Dans la communauté de l'ennéagramme, la culture du Brésil est généralement positionnée en 7, comme d'habitude sans réel justificatif. Je suis allé deux fois au Brésil dans des régions bien distinctes du pays : l'Amazonie de Manaus à Bélem en passant par Santarém, Brasilia, Rio de Janeiro, Salvador de Bahia, Iguaçu. Même si cela peut sembler beaucoup, cela reste peu face à l'immensité du cinquième plus grand pays du monde. Même si j'ai pu observer de nettes différences entre les cultures de ces endroits — les habitants de Foz do Iguaçu se considèrent comme bien sérieux par rapport à ceux de Rio de Janeiro —, l'hypothèse 7 (variante mu) fait bien sens. Je me souviens de villages abandonnés pendant les crues en Amazonie et dont on ne voyait que les trois bâtiments construits en dur : l'école, l'église et la salle des fêtes. Le plus gros des trois était invariablement le dernier !

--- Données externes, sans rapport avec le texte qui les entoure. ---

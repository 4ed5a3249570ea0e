//! Record file storage with XDG path support.
//!
//! Records are stored as JSON at `~/.local/share/dfq/records.json` by default.
//! The file may hold either a bare array of records or an object with a
//! `records` array.

use std::fs;
use std::io;
use std::path::PathBuf;

use directories::ProjectDirs;
use serde::Deserialize;
use thiserror::Error;
use tracing::debug;

use crate::record::{Record, RecordSet};

/// Default records filename.
const RECORDS_FILENAME: &str = "records.json";

/// Application qualifier (for XDG paths).
const QUALIFIER: &str = "";

/// Application organization (for XDG paths).
const ORGANIZATION: &str = "";

/// Application name (for XDG paths).
const APPLICATION: &str = "dfq";

/// Errors that can occur during record storage operations.
#[derive(Debug, Error)]
pub enum RecordStoreError {
    /// Failed to determine XDG data directory.
    #[error("failed to determine data directory: no valid home directory found")]
    NoDataDir,

    /// I/O error during file read.
    #[error("failed to read records file '{path}': {source}")]
    ReadError {
        /// The path that failed to read.
        path: PathBuf,
        /// The underlying I/O error.
        #[source]
        source: io::Error,
    },

    /// JSON deserialization error.
    #[error("JSON error: {0}")]
    Json(#[from] serde_json::Error),
}

/// Result type for record store operations.
pub type Result<T> = std::result::Result<T, RecordStoreError>;

/// Both on-disk layouts accepted by [`RecordStore::load`].
#[derive(Deserialize)]
#[serde(untagged)]
enum RecordsFile {
    Bare(Vec<Record>),
    Wrapped(RecordSet),
}

impl From<RecordsFile> for RecordSet {
    fn from(file: RecordsFile) -> Self {
        match file {
            RecordsFile::Bare(records) => RecordSet::new(records),
            RecordsFile::Wrapped(set) => set,
        }
    }
}

/// Persistent storage for a record set.
///
/// # Example
///
/// ```no_run
/// use datefilter_rs::RecordStore;
///
/// let store = RecordStore::new()?;
/// let records = store.load()?;
/// let matches = records.filter_by_date("ge2013-03-14").unwrap();
/// println!("{} matching records", matches.len());
/// # Ok::<(), datefilter_rs::RecordStoreError>(())
/// ```
#[derive(Debug, Clone)]
pub struct RecordStore {
    /// Path to the records file.
    path: PathBuf,
}

impl RecordStore {
    /// Creates a new `RecordStore` with the default XDG data path.
    ///
    /// # Errors
    ///
    /// Returns `RecordStoreError::NoDataDir` if the home directory cannot be determined.
    pub fn new() -> Result<Self> {
        let path = Self::default_path()?;
        Ok(Self { path })
    }

    /// Creates a new `RecordStore` with a custom path.
    pub fn with_path(path: PathBuf) -> Self {
        Self { path }
    }

    /// Returns the default XDG data path for the records file.
    ///
    /// On Unix: `~/.local/share/dfq/records.json`
    /// On macOS: `~/Library/Application Support/dfq/records.json`
    ///
    /// # Errors
    ///
    /// Returns `RecordStoreError::NoDataDir` if the home directory cannot be determined.
    pub fn default_path() -> Result<PathBuf> {
        let project_dirs = ProjectDirs::from(QUALIFIER, ORGANIZATION, APPLICATION)
            .ok_or(RecordStoreError::NoDataDir)?;

        Ok(project_dirs.data_dir().join(RECORDS_FILENAME))
    }

    /// Returns the path to the records file.
    pub fn path(&self) -> &PathBuf {
        &self.path
    }

    /// Loads the record set from disk.
    ///
    /// # Errors
    ///
    /// - Returns `RecordStoreError::ReadError` if the file cannot be read.
    /// - Returns `RecordStoreError::Json` if the file is not a valid record set.
    pub fn load(&self) -> Result<RecordSet> {
        let contents = fs::read_to_string(&self.path).map_err(|e| RecordStoreError::ReadError {
            path: self.path.clone(),
            source: e,
        })?;
        let file: RecordsFile = serde_json::from_str(&contents)?;
        let set = RecordSet::from(file);
        debug!(path = %self.path.display(), records = set.len(), "loaded records");
        Ok(set)
    }

    /// Returns true if the records file exists on disk.
    pub fn exists(&self) -> bool {
        self.path.exists()
    }
}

Dans la préface de son Dictionnaire amoureux du Brésil, Gilles Lapouge dresse un beau portrait de 7 :

Quand je suis tombé dans ce continent, en 1951, j'arrivais d'une Europe grise, fourbue, avec des aigreurs d'anciens combattants, de soldats en déroute et de fours crématoires. L'Europe avait reçu beaucoup de gnons. Elle était pleine de bleus, de rancunes et de cendres. Hargneuse, prétentieuse et repliée sur ses propriétés, elle se laissait manger par sa mémoire. Ses villes et presque ses paysages étaient couverts de brumes et de pluies un peu sales.

 

Le Brésil était en couleurs, au contraire. Dans les rues allaient des peaux noires, blanches, rouges ou dorées, et elles s'amusaient ensemble. Le pays portait un nom de couleur en hommage à cet arbre de braise (pau-brasil ou « bois brésil ») dont la pulpe a barbouillé de carmin, de pourpre et d'écarlate les fêtes des condottieres, des princes et des papes de la Renaissance, à Florence, à Chambord, en Flandres et au Louvre. La terre du Brésil est violette, noire, jaune ou blanche. Le bleu de ses ciels est celui de ses mers. Et dans le vert violent de ses forêts passent des compagnies d'oiseaux bariolés.

 

Je me souviens de mon premier matin à Copacabana. J'étais impatient. Après une nuit sans sommeil, levé à cinq heures, j'avais regardé la plage, le soleil et la mer, l'or et le bleu, et je m'étais dit que j'étais arrivé dans la beauté des choses.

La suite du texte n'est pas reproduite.